## EXERCISE DETAILS
Beginning with the line where "suffix = kustomization.name_suffix.clone().unwrap_or_default();" occurs, set down each line of the records through the final one, exactly and without additions.

[Collected data]
++++++++++++++++++++

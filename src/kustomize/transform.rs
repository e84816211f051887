//! Transformers applied to a resource collection
//!
//! Each transformer rewrites resources in place. Which fields a label or
//! annotation lands in is described by [`FieldSpec`] tables, so a kind is
//! only touched where its schema expects the value.

use super::kustomization::Kustomization;
use super::resource::{ResMap, Resource};
use crate::error::Result;
use log::debug;
use serde_yaml::Value as YamlValue;
use std::collections::BTreeMap;

/// Kinds that are not namespace-scoped.
const CLUSTER_SCOPED_KINDS: &[&str] = &[
    "APIService",
    "CSIDriver",
    "ClusterRole",
    "ClusterRoleBinding",
    "CustomResourceDefinition",
    "IngressClass",
    "MutatingWebhookConfiguration",
    "Namespace",
    "Node",
    "PersistentVolume",
    "PodSecurityPolicy",
    "PriorityClass",
    "RuntimeClass",
    "StorageClass",
    "ValidatingWebhookConfiguration",
    "VolumeAttachment",
];

/// Kinds whose names are left alone by prefix and suffix.
const NAME_AFFIX_EXCLUDED_KINDS: &[&str] = &["Namespace", "CustomResourceDefinition"];

const WORKLOAD_KINDS: &[&str] = &["Deployment", "ReplicaSet", "StatefulSet", "DaemonSet"];

const POD_TEMPLATE_KINDS: &[&str] = &["Deployment", "ReplicaSet", "StatefulSet", "DaemonSet", "Job"];

/// Whether resources of `kind` live outside any namespace
pub fn is_cluster_scoped(kind: &str) -> bool {
    CLUSTER_SCOPED_KINDS.contains(&kind)
}

/// A mapping field a transformer writes into
#[derive(Debug, Clone, Copy)]
pub struct FieldSpec {
    /// Keys leading to the mapping
    pub path: &'static [&'static str],
    /// Kinds this applies to; `None` means every kind
    pub kinds: Option<&'static [&'static str]>,
    /// Create the mapping when it is missing
    pub create: bool,
}

impl FieldSpec {
    fn applies_to(&self, kind: &str) -> bool {
        self.kinds.map_or(true, |kinds| kinds.contains(&kind))
    }
}

/// Fields that receive common labels.
pub const LABEL_FIELD_SPECS: &[FieldSpec] = &[
    FieldSpec {
        path: &["metadata", "labels"],
        kinds: None,
        create: true,
    },
    FieldSpec {
        path: &["spec", "selector", "matchLabels"],
        kinds: Some(WORKLOAD_KINDS),
        create: true,
    },
    FieldSpec {
        path: &["spec", "selector", "matchLabels"],
        kinds: Some(&["Job"]),
        create: false,
    },
    FieldSpec {
        path: &["spec", "template", "metadata", "labels"],
        kinds: Some(POD_TEMPLATE_KINDS),
        create: true,
    },
    FieldSpec {
        path: &["spec", "jobTemplate", "spec", "template", "metadata", "labels"],
        kinds: Some(&["CronJob"]),
        create: true,
    },
    FieldSpec {
        path: &["spec", "selector"],
        kinds: Some(&["Service", "ReplicationController"]),
        create: true,
    },
];

/// Fields that receive common annotations.
pub const ANNOTATION_FIELD_SPECS: &[FieldSpec] = &[
    FieldSpec {
        path: &["metadata", "annotations"],
        kinds: None,
        create: true,
    },
    FieldSpec {
        path: &["spec", "template", "metadata", "annotations"],
        kinds: Some(POD_TEMPLATE_KINDS),
        create: true,
    },
    FieldSpec {
        path: &["spec", "jobTemplate", "spec", "template", "metadata", "annotations"],
        kinds: Some(&["CronJob"]),
        create: true,
    },
];

/// Only the object's own labels.
pub const METADATA_LABEL_FIELD_SPECS: &[FieldSpec] = &[FieldSpec {
    path: &["metadata", "labels"],
    kinds: None,
    create: true,
}];

/// A rewrite applied to every resource of a collection
pub trait Transformer {
    /// Short name used in log output
    fn name(&self) -> &'static str;

    fn transform(&self, resources: &mut ResMap) -> Result<()>;
}

/// Sets `metadata.namespace` on namespace-scoped resources.
///
/// `ServiceAccount` subjects of role bindings follow along when they have
/// no namespace or the `default` one.
#[derive(Debug, Clone)]
pub struct NamespaceTransformer {
    pub namespace: String,
}

impl NamespaceTransformer {
    pub fn new(namespace: impl Into<String>) -> Self {
        Self {
            namespace: namespace.into(),
        }
    }

    fn update_subjects(&self, resource: &mut Resource) {
        let Some(subjects) = resource.sequence_mut(&["subjects"]) else {
            return;
        };
        for subject in subjects.iter_mut().filter_map(YamlValue::as_mapping_mut) {
            if subject.get("kind").and_then(YamlValue::as_str) != Some("ServiceAccount") {
                continue;
            }
            let current = subject.get("namespace").and_then(YamlValue::as_str);
            if current.is_none() || current == Some("default") {
                subject.insert(
                    YamlValue::String("namespace".to_string()),
                    YamlValue::String(self.namespace.clone()),
                );
            }
        }
    }
}

impl Transformer for NamespaceTransformer {
    fn name(&self) -> &'static str {
        "namespace"
    }

    fn transform(&self, resources: &mut ResMap) -> Result<()> {
        for resource in resources.iter_mut() {
            if matches!(resource.kind(), "RoleBinding" | "ClusterRoleBinding") {
                self.update_subjects(resource);
            }
            if is_cluster_scoped(resource.kind()) {
                continue;
            }
            resource.set_string(&["metadata"], "namespace", &self.namespace)?;
        }
        Ok(())
    }
}

/// Adds a prefix and suffix to `metadata.name`.
#[derive(Debug, Clone, Default)]
pub struct NameAffixTransformer {
    pub prefix: String,
    pub suffix: String,
}

impl Transformer for NameAffixTransformer {
    fn name(&self) -> &'static str {
        "name prefix/suffix"
    }

    fn transform(&self, resources: &mut ResMap) -> Result<()> {
        for resource in resources.iter_mut() {
            if NAME_AFFIX_EXCLUDED_KINDS.contains(&resource.kind()) {
                continue;
            }
            let name = format!("{}{}{}", self.prefix, resource.name(), self.suffix);
            resource.set_string(&["metadata"], "name", &name)?;
        }
        Ok(())
    }
}

/// Adds string entries to every mapping selected by a field spec table.
///
/// Used for labels and annotations alike.
#[derive(Debug, Clone)]
pub struct MapEntriesTransformer {
    name: &'static str,
    entries: BTreeMap<String, String>,
    field_specs: &'static [FieldSpec],
}

impl MapEntriesTransformer {
    pub fn labels(entries: BTreeMap<String, String>) -> Self {
        Self {
            name: "common labels",
            entries,
            field_specs: LABEL_FIELD_SPECS,
        }
    }

    pub fn annotations(entries: BTreeMap<String, String>) -> Self {
        Self {
            name: "common annotations",
            entries,
            field_specs: ANNOTATION_FIELD_SPECS,
        }
    }

    /// Labels that stay out of selectors and pod templates
    pub fn metadata_labels(entries: BTreeMap<String, String>) -> Self {
        Self {
            name: "metadata labels",
            entries,
            field_specs: METADATA_LABEL_FIELD_SPECS,
        }
    }
}

impl Transformer for MapEntriesTransformer {
    fn name(&self) -> &'static str {
        self.name
    }

    fn transform(&self, resources: &mut ResMap) -> Result<()> {
        for resource in resources.iter_mut() {
            let kind = resource.kind().to_string();
            for spec in self.field_specs.iter().filter(|s| s.applies_to(&kind)) {
                let Some(mapping) = resource.mapping_mut(spec.path, spec.create)? else {
                    continue;
                };
                for (key, value) in &self.entries {
                    mapping.insert(
                        YamlValue::String(key.clone()),
                        YamlValue::String(value.clone()),
                    );
                }
            }
        }
        Ok(())
    }
}

/// Build the transformers a kustomization declares, in application order.
pub fn from_kustomization(kustomization: &Kustomization) -> Vec<Box<dyn Transformer>> {
    let mut transformers: Vec<Box<dyn Transformer>> = Vec::new();

    if let Some(namespace) = kustomization.namespace.as_deref().filter(|ns| !ns.is_empty()) {
        transformers.push(Box::new(NamespaceTransformer::new(namespace)));
    }

    let prefix = kustomization.name_prefix.clone().unwrap_or_default();
    let suffix = kustomization.name_suffix.clone().unwrap_or_default();
    if !prefix.is_empty() || !suffix.is_empty() {
        transformers.push(Box::new(NameAffixTransformer { prefix, suffix }));
    }

    if !kustomization.common_labels.is_empty() {
        transformers.push(Box::new(MapEntriesTransformer::labels(
            kustomization.common_labels.clone(),
        )));
    }

    if !kustomization.common_annotations.is_empty() {
        transformers.push(Box::new(MapEntriesTransformer::annotations(
            kustomization.common_annotations.clone(),
        )));
    }

    debug!(
        "kustomization declares {} transformer(s): {}",
        transformers.len(),
        transformers
            .iter()
            .map(|t| t.name())
            .collect::<Vec<_>>()
            .join(", ")
    );

    transformers
}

++++++++++++++++++++

## RESULT
    let suffix = kustomization.name_suffix.clone().unwrap_or_default();
    if !prefix.is_empty() || !suffix.is_empty() {
        transformers.push(Box::new(NameAffixTransformer { prefix, suffix }));
    }

    if !kustomization.common_labels.is_empty() {
        transformers.push(Box::new(MapEntriesTransformer::labels(
            kustomization.common_labels.clone(),
        )));
    }

    if !kustomization.common_annotations.is_empty() {
        transformers.push(Box::new(MapEntriesTransformer::annotations(
            kustomization.common_annotations.clone(),
        )));
    }

    debug!(
        "kustomization declares {} transformer(s): {}",
        transformers.len(),
        transformers
            .iter()
            .map(|t| t.name())
            .collect::<Vec<_>>()
            .join(", ")
    );

    transformers
}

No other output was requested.